Onde estará Salomé? João do Rio disse reconhecê-la em todas as mulheres .

 Salomé permanece pergunta sem resposta, charada sem solução – já diria Wilde em A esfinge sem segredo que mulheres são para serem amadas e não entendidas. Esta nova linguagem deveria ser amada porque é parte constituinte de cada um e não afetada pela consciência que delimita. Esta era a linguagem defendida por Nietzsche; linguagem que fugisse ao óbvio e lançasse o indivíduo num redemoinho de onde só sairia renovado, pleno do vigor da vida. Acompanhando este simbólico enfoque do feminino, Wilde diz, certa vez em conversa com amigos, que as mais atraentes não eram exatamente as mulheres imorais, mas sim, as amorais. Estas, segundo ele, eram completamente irresistíveis. Wilde sintetizou na peça, desejos obscuros, timidez evocada, amor, ódio – tudo em uma mulher. Uma vez mais a idéia é feminina e se insinua como mulher de beleza inesquecível, perfume de perigo e queixo de soberana, espetáculo de um futuro que quer elevar a alma do chão.

         A liberdade que Wilde reconhecia advir da arte permitia que Salomé fosse também uma das máscaras de que se utilizou durante a vida. Nas reuniões sociais em que estava presente Wilde   – por vezes seu nome constando nos convites como que atrativo especial para que as pessoas comparecessem ao local -, o dom que tinha para contar e divertir à volta da mesa criava pontes de atenções. Tudo o que os rodeava era para exalar prazer, então que fosse assim. Prazer tão ‘real’ quanto o prazer teatral. Contava horas a fio; essa dança de palavras inebriava os ouvintes e ninguém parecia resistir a seus encantos. Wilde foi, então, também, Salomé, e desejou ardentemente a cabeça dos conquistados. Queria indivíduos novos para uma época desgastada pela tradição. Indivíduos comprometidos com eles mesmos e com o poder que tinham enterrado. Não foi coincidência, portanto, a escolha de Strauss pelos diálogos originais de Wilde para sua ópera, Salomé, com estréia em 1905. Ele entrevê a eficácia cênica do drama.

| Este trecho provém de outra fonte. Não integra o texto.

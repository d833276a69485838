//! libSQL backend — async `Database` trait implementation.
//!
//! Supports local file and in-memory databases.

use std::path::Path;
use std::sync::Arc;

use async_trait::async_trait;
use chrono::{DateTime, Utc};
use libsql::{Connection, Database as LibSqlDatabase, params};
use tracing::{debug, info};

use crate::error::DatabaseError;
use crate::store::migrations;
use crate::store::traits::{Database, UserRecord, UserTarget};

/// libSQL database backend.
///
/// Stores a single connection that is reused for all operations.
/// `libsql::Connection` is `Send + Sync` and safe for concurrent async use.
pub struct LibSqlBackend {
    #[allow(dead_code)]
    db: Arc<LibSqlDatabase>,
    conn: Connection,
}

impl LibSqlBackend {
    /// Open (or create) a local database file and run migrations.
    pub async fn new_local(path: &Path) -> Result<Self, DatabaseError> {
        if let Some(parent) = path.parent()
            && !parent.as_os_str().is_empty()
        {
            std::fs::create_dir_all(parent).map_err(|e| {
                DatabaseError::Pool(format!("Failed to create database directory: {e}"))
            })?;
        }

        let db = libsql::Builder::new_local(path)
            .build()
            .await
            .map_err(|e| DatabaseError::Pool(format!("Failed to open libSQL database: {e}")))?;

        let conn = db
            .connect()
            .map_err(|e| DatabaseError::Pool(format!("Failed to create connection: {e}")))?;

        let backend = Self {
            db: Arc::new(db),
            conn,
        };
        backend.init_schema().await?;
        info!(path = %path.display(), "Database opened");
        Ok(backend)
    }

    /// Create an in-memory database (for tests).
    pub async fn new_memory() -> Result<Self, DatabaseError> {
        let db = libsql::Builder::new_local(":memory:")
            .build()
            .await
            .map_err(|e| {
                DatabaseError::Pool(format!("Failed to create in-memory database: {e}"))
            })?;

        let conn = db
            .connect()
            .map_err(|e| DatabaseError::Pool(format!("Failed to create connection: {e}")))?;

        let backend = Self {
            db: Arc::new(db),
            conn,
        };
        backend.init_schema().await?;
        Ok(backend)
    }

    fn conn(&self) -> &Connection {
        &self.conn
    }
}

// ── Helper functions ────────────────────────────────────────────────

/// Parse an RFC 3339 or SQLite datetime string into DateTime<Utc>.
fn parse_datetime(s: &str) -> DateTime<Utc> {
    if let Ok(dt) = DateTime::parse_from_rfc3339(s) {
        return dt.with_timezone(&Utc);
    }
    if let Ok(ndt) = chrono::NaiveDateTime::parse_from_str(s, "%Y-%m-%d %H:%M:%S%.f") {
        return ndt.and_utc();
    }
    if let Ok(ndt) = chrono::NaiveDateTime::parse_from_str(s, "%Y-%m-%d %H:%M:%S") {
        return ndt.and_utc();
    }
    DateTime::<Utc>::MIN_UTC
}

/// SQLite integers are signed; clamp counters into range.
fn to_sql_int(n: u64) -> i64 {
    i64::try_from(n).unwrap_or(i64::MAX)
}

fn from_sql_int(n: i64) -> u64 {
    u64::try_from(n).unwrap_or(0)
}

const USER_COLUMNS: &str =
    "email, name, chat_requests, tokens_used, tokens_limit, created_at, updated_at";

/// Map a libsql Row to a UserRecord. Column order matches USER_COLUMNS.
fn row_to_user(row: &libsql::Row) -> Result<UserRecord, libsql::Error> {
    let created_str: String = row.get(5)?;
    let updated_str: String = row.get(6)?;
    Ok(UserRecord {
        email: row.get(0)?,
        name: row.get::<String>(1).unwrap_or_default(),
        chat_requests: from_sql_int(row.get(2)?),
        tokens_used: from_sql_int(row.get(3)?),
        tokens_limit: from_sql_int(row.get(4)?),
        created_at: parse_datetime(&created_str),
        updated_at: parse_datetime(&updated_str),
    })
}

// ── Trait implementation ────────────────────────────────────────────

#[async_trait]
impl Database for LibSqlBackend {
    async fn init_schema(&self) -> Result<(), DatabaseError> {
        migrations::run_migrations(self.conn()).await
    }

    // ── Config snapshot ─────────────────────────────────────────────

    async fn load_config_snapshot(&self) -> Result<Option<String>, DatabaseError> {
        let mut rows = self
            .conn()
            .query("SELECT config FROM globals WHERE id = 1", ())
            .await
            .map_err(|e| DatabaseError::Query(format!("load_config_snapshot: {e}")))?;

        match rows.next().await {
            Ok(Some(row)) => {
                let snapshot: String = row
                    .get(0)
                    .map_err(|e| DatabaseError::Query(format!("load_config_snapshot: {e}")))?;
                Ok(Some(snapshot))
            }
            Ok(None) => Ok(None),
            Err(e) => Err(DatabaseError::Query(format!("load_config_snapshot: {e}"))),
        }
    }

    async fn save_config_snapshot(&self, snapshot: &str) -> Result<(), DatabaseError> {
        let now = Utc::now().to_rfc3339();
        self.conn()
            .execute(
                "INSERT INTO globals (id, config, updated_at) VALUES (1, ?1, ?2)
                 ON CONFLICT (id) DO UPDATE SET config = excluded.config, updated_at = excluded.updated_at",
                params![snapshot, now],
            )
            .await
            .map_err(|e| DatabaseError::Query(format!("save_config_snapshot: {e}")))?;
        debug!("Config snapshot saved");
        Ok(())
    }

    // ── Users ───────────────────────────────────────────────────────

    async fn get_user(&self, email: &str) -> Result<Option<UserRecord>, DatabaseError> {
        let mut rows = self
            .conn()
            .query(
                &format!("SELECT {USER_COLUMNS} FROM users WHERE email = ?1"),
                params![email],
            )
            .await
            .map_err(|e| DatabaseError::Query(format!("get_user: {e}")))?;

        match rows.next().await {
            Ok(Some(row)) => row_to_user(&row)
                .map(Some)
                .map_err(|e| DatabaseError::Query(format!("get_user row: {e}"))),
            Ok(None) => Ok(None),
            Err(e) => Err(DatabaseError::Query(format!("get_user: {e}"))),
        }
    }

    async fn list_users(&self) -> Result<Vec<UserRecord>, DatabaseError> {
        let mut rows = self
            .conn()
            .query(
                &format!("SELECT {USER_COLUMNS} FROM users ORDER BY email ASC"),
                (),
            )
            .await
            .map_err(|e| DatabaseError::Query(format!("list_users: {e}")))?;

        let mut users = Vec::new();
        loop {
            match rows.next().await {
                Ok(Some(row)) => users.push(
                    row_to_user(&row)
                        .map_err(|e| DatabaseError::Query(format!("list_users row: {e}")))?,
                ),
                Ok(None) => break,
                Err(e) => return Err(DatabaseError::Query(format!("list_users: {e}"))),
            }
        }
        Ok(users)
    }

    async fn record_chat_usage(
        &self,
        email: &str,
        name: &str,
        tokens_used: u64,
        default_limit: u64,
    ) -> Result<(), DatabaseError> {
        let now = Utc::now().to_rfc3339();
        self.conn()
            .execute(
                "INSERT INTO users (email, name, chat_requests, tokens_used, tokens_limit, created_at, updated_at)
                 VALUES (?1, ?2, 1, ?3, ?4, ?5, ?5)
                 ON CONFLICT (email) DO UPDATE SET
                    chat_requests = users.chat_requests + 1,
                    tokens_used = users.tokens_used + excluded.tokens_used,
                    name = CASE WHEN excluded.name <> '' THEN excluded.name ELSE users.name END,
                    updated_at = excluded.updated_at",
                params![
                    email,
                    name,
                    to_sql_int(tokens_used),
                    to_sql_int(default_limit),
                    now
                ],
            )
            .await
            .map_err(|e| DatabaseError::Query(format!("record_chat_usage: {e}")))?;
        Ok(())
    }

    async fn set_tokens_limit(
        &self,
        target: &UserTarget,
        limit: u64,
    ) -> Result<u64, DatabaseError> {
        let now = Utc::now().to_rfc3339();
        let changed = match target {
            UserTarget::One(email) => {
                self.conn()
                    .execute(
                        "UPDATE users SET tokens_limit = ?1, updated_at = ?2 WHERE email = ?3",
                        params![to_sql_int(limit), now, email.as_str()],
                    )
                    .await
            }
            UserTarget::All => {
                self.conn()
                    .execute(
                        "UPDATE users SET tokens_limit = ?1, updated_at = ?2",
                        params![to_sql_int(limit), now],
                    )
                    .await
            }
        }
        .map_err(|e| DatabaseError::Query(format!("set_tokens_limit: {e}")))?;

        debug!(target = %target, limit, changed, "Token limit updated");
        Ok(changed)
    }
}

#[cfg(test)]
mod tests {
    use super::*;

    async fn test_db() -> LibSqlBackend {
        LibSqlBackend::new_memory().await.unwrap()
    }

    // ── Config snapshot tests ───────────────────────────────────────

    #[tokio::test]
    async fn config_snapshot_absent_on_fresh_db() {
        let db = test_db().await;
        assert!(db.load_config_snapshot().await.unwrap().is_none());
    }

    #[tokio::test]
    async fn config_snapshot_overwrites_single_row() {
        let db = test_db().await;
        db.save_config_snapshot("mode: enabled\n").await.unwrap();
        db.save_config_snapshot("mode: disabled\n").await.unwrap();
        assert_eq!(
            db.load_config_snapshot().await.unwrap().as_deref(),
            Some("mode: disabled\n")
        );
    }

    // ── User tests ──────────────────────────────────────────────────

    #[tokio::test]
    async fn first_usage_creates_row_with_default_limit() {
        let db = test_db().await;
        db.record_chat_usage("alice@example.com", "Alice", 120, 5000)
            .await
            .unwrap();

        let user = db.get_user("alice@example.com").await.unwrap().unwrap();
        assert_eq!(user.name, "Alice");
        assert_eq!(user.chat_requests, 1);
        assert_eq!(user.tokens_used, 120);
        assert_eq!(user.tokens_limit, 5000);
    }

    #[tokio::test]
    async fn later_usage_accumulates_and_keeps_limit() {
        let db = test_db().await;
        db.record_chat_usage("alice@example.com", "Alice", 100, 5000)
            .await
            .unwrap();
        db.record_chat_usage("alice@example.com", "", 50, 9999)
            .await
            .unwrap();

        let user = db.get_user("alice@example.com").await.unwrap().unwrap();
        assert_eq!(user.chat_requests, 2);
        assert_eq!(user.tokens_used, 150);
        assert_eq!(user.tokens_limit, 5000);
        assert_eq!(user.name, "Alice");
    }

    #[tokio::test]
    async fn get_user_not_found() {
        let db = test_db().await;
        assert!(db.get_user("nobody@example.com").await.unwrap().is_none());
    }

    #[tokio::test]
    async fn list_users_sorted_by_email() {
        let db = test_db().await;
        db.record_chat_usage("zed@example.com", "Zed", 1, 10).await.unwrap();
        db.record_chat_usage("amy@example.com", "Amy", 1, 10).await.unwrap();

        let emails: Vec<String> = db
            .list_users()
            .await
            .unwrap()
            .into_iter()
            .map(|u| u.email)
            .collect();
        assert_eq!(emails, vec!["amy@example.com", "zed@example.com"]);
    }

    #[tokio::test]
    async fn set_limit_single_user() {
        let db = test_db().await;
        db.record_chat_usage("a@example.com", "A", 1, 10).await.unwrap();
        db.record_chat_usage("b@example.com", "B", 1, 10).await.unwrap();

        let changed = db
            .set_tokens_limit(&UserTarget::One("a@example.com".into()), 77)
            .await
            .unwrap();
        assert_eq!(changed, 1);
        assert_eq!(db.get_user("a@example.com").await.unwrap().unwrap().tokens_limit, 77);
        assert_eq!(db.get_user("b@example.com").await.unwrap().unwrap().tokens_limit, 10);
    }

    #[tokio::test]
    async fn set_limit_all_users_updates_existing_rows() {
        let db = test_db().await;
        db.record_chat_usage("a@example.com", "A", 1, 10).await.unwrap();
        db.record_chat_usage("b@example.com", "B", 1, 20).await.unwrap();

        let changed = db.set_tokens_limit(&UserTarget::All, 300).await.unwrap();
        assert_eq!(changed, 2);
        for user in db.list_users().await.unwrap() {
            assert_eq!(user.tokens_limit, 300);
        }
    }

    #[tokio::test]
    async fn set_limit_unknown_user_changes_nothing() {
        let db = test_db().await;
        let changed = db
            .set_tokens_limit(&UserTarget::One("ghost@example.com".into()), 5)
            .await
            .unwrap();
        assert_eq!(changed, 0);
    }

    #[tokio::test]
    async fn new_local_creates_parent_directories() {
        let tmp = tempfile::tempdir().unwrap();
        let db_path = tmp.path().join("nested").join("agent.db");
        let db = LibSqlBackend::new_local(&db_path).await.unwrap();
        db.save_config_snapshot("mode: enabled\n").await.unwrap();
        assert!(db_path.exists());
    }

    #[test]
    fn parse_datetime_accepts_sqlite_format() {
        let dt = parse_datetime("2026-01-02 03:04:05");
        assert_eq!(dt.to_rfc3339(), "2026-01-02T03:04:05+00:00");
    }
}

         Salomé dança na mente do pensador Wilde e ele entrega a ela sua cabeça. Sem temor, aceita o desafio e as conseqüências. Conquistador e conquistado, nas mãos desta bailarina nada ficcional, mas sim, reflexo puro de um real fascinante porque plural. Diz Alvin Redman em seu The wit and humor of Oscar Wilde:



Salomé has an eerie atmosephere of impending doom and we are allowed to peer into that strange world of unreality into which his mind often wandered(...)” .



Salomé dançou uma vez por todas para Wilde; Wilde dança com as letras até hoje levando consigo audiências encantadas. Sua personalidade dedicada à beleza com amor imenso fez com que nas voltas seu corpo fosse pouco a pouco transmutado em pura manifestação artística. O comprometido coração abriu-se como palco para o desempenho e o beijo da morte o perseguiria desde então. Uma vez mais não havia como retornar; os véus o prendiam, o que para ele era irresistível. Ruína num mundo descrente, glória no mundo que a Arte oferecera. Desejo de mãos dadas com desastre. A graça e o humor, no entanto, não o abandonariam, já que ouvia constantemente agradável música ao fundo. Daí ter dito a C.F. Gill  no segundo julgamento:



         “I am not happily, I think, an ordinarily constituted man(...)”

                             

Salomé mantém ainda o vigor e a leitura provoca um certo ‘desconforto’ . Isso a ele agradecemos: sermos co-movidos. A dançarina sorri e volta a bailar.